Oelkers, M., Witt, H., Halder, P., Jahn, R., & Janshoff, A. (2016). SNARE-mediated membrane fusion trajectories derived from force-clamp experiments. Proceedings of the National Academy of Sciences of the United States of America, 113(46), 13051-13056. doi:10.1073/pnas.1615885113.


Cite as: https://hdl.handle.net/11858/00-001M-0000-002C-3197-7
Abstract
Fusion of lipid bilayers is usually prevented by large energy barriers arising from removal of the hydration shell, formation of highly curved structures, and, eventually, fusion pore widening. Here, we measured the force-dependent lifetime of fusion intermediates using membrane-coated silica spheres attached to cantilevers of an atomic-force microscope. Analysis of time traces obtained from force-clamp experiments allowed us to unequivocally assign steps in deflection of the cantilever to membrane states during the SNARE-mediated fusion with solid-supported lipid bilayers.

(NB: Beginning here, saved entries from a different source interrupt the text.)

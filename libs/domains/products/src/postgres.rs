use async_trait::async_trait;
use sea_orm::ActiveValue::Set;
use sea_orm::{ActiveModelTrait, ColumnTrait, DatabaseConnection, EntityTrait, QueryFilter, QueryOrder};

use crate::{
    entity,
    error::{ProductError, ProductResult},
    models::{CreateProduct, Product},
    repository::ProductRepository,
};

/// PostgreSQL implementation of ProductRepository
pub struct PgProductRepository {
    db: DatabaseConnection,
}

impl PgProductRepository {
    pub fn new(db: DatabaseConnection) -> Self {
        Self { db }
    }
}

#[async_trait]
impl ProductRepository for PgProductRepository {
    async fn create(&self, input: CreateProduct) -> ProductResult<Product> {
        // sku is the unique business key
        if self.exists_by_sku(&input.sku).await? {
            return Err(ProductError::DuplicateSku(input.sku));
        }

        let active_model: entity::ActiveModel = input.into();

        let model = active_model
            .insert(&self.db)
            .await
            .map_err(|e| ProductError::Internal(format!("Database error: {}", e)))?;

        tracing::info!(product_id = model.id, "Created product");
        Ok(model.into())
    }

    async fn get_by_id(&self, id: i32) -> ProductResult<Option<Product>> {
        let model = entity::Entity::find_by_id(id)
            .one(&self.db)
            .await
            .map_err(|e| ProductError::Internal(format!("Database error: {}", e)))?;

        Ok(model.map(|m| m.into()))
    }

    async fn list(&self) -> ProductResult<Vec<Product>> {
        let models = entity::Entity::find()
            .order_by_asc(entity::Column::Id)
            .all(&self.db)
            .await
            .map_err(|e| ProductError::Internal(format!("Database error: {}", e)))?;

        Ok(models.into_iter().map(|m| m.into()).collect())
    }

    async fn update(&self, input: Product) -> ProductResult<Product> {
        let model = entity::Entity::find_by_id(input.id)
            .one(&self.db)
            .await
            .map_err(|e| ProductError::Internal(format!("Database error: {}", e)))?
            .ok_or(ProductError::NotFound(input.id))?;

        let mut active_model: entity::ActiveModel = model.into();
        active_model.sku = Set(input.sku);
        active_model.name = Set(input.name);
        active_model.price = Set(input.price);
        active_model.stock_quantity = Set(input.stock_quantity);
        active_model.category_id = Set(input.category_id);
        active_model.updated_at = Set(chrono::Utc::now().into());

        let updated = active_model
            .update(&self.db)
            .await
            .map_err(|e| ProductError::Internal(format!("Database error: {}", e)))?;

        tracing::info!(product_id = updated.id, "Updated product");
        Ok(updated.into())
    }

    async fn delete_by_id(&self, id: i32) -> ProductResult<bool> {
        let result = entity::Entity::delete_by_id(id)
            .exec(&self.db)
            .await
            .map_err(|e| ProductError::Internal(format!("Database error: {}", e)))?;

        if result.rows_affected > 0 {
            tracing::info!(product_id = id, "Deleted product");
            Ok(true)
        } else {
            Ok(false)
        }
    }

    async fn exists_by_sku(&self, sku: &str) -> ProductResult<bool> {
        let exists = entity::Entity::find()
            .filter(entity::Column::Sku.eq(sku))
            .one(&self.db)
            .await
            .map_err(|e| ProductError::Internal(format!("Database error: {}", e)))?
            .is_some();

        Ok(exists)
    }

    async fn category_exists(&self, category_id: i32) -> ProductResult<bool> {
        let exists = domain_categories::entity::Entity::find_by_id(category_id)
            .one(&self.db)
            .await
            .map_err(|e| ProductError::Internal(format!("Database error: {}", e)))?
            .is_some();

        Ok(exists)
    }
}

Force-dependent lifetime distributions of the various intermediate fusion states allowed us to propose the likelihood of different fusion pathways and to assess the main free energy barrier, which was found to be related to passing of the hydration barrier and splaying of lipids to eventually enter either the fully fused state or a long-lived hemifusion intermediate. The results were compared with SNARE mutants that arrest adjacent bilayers in the docked state and membranes in the absence of SNAREs but presence of PEG or calcium. Only with the WT SNARE construct was appreciable merging of both bilayers observed.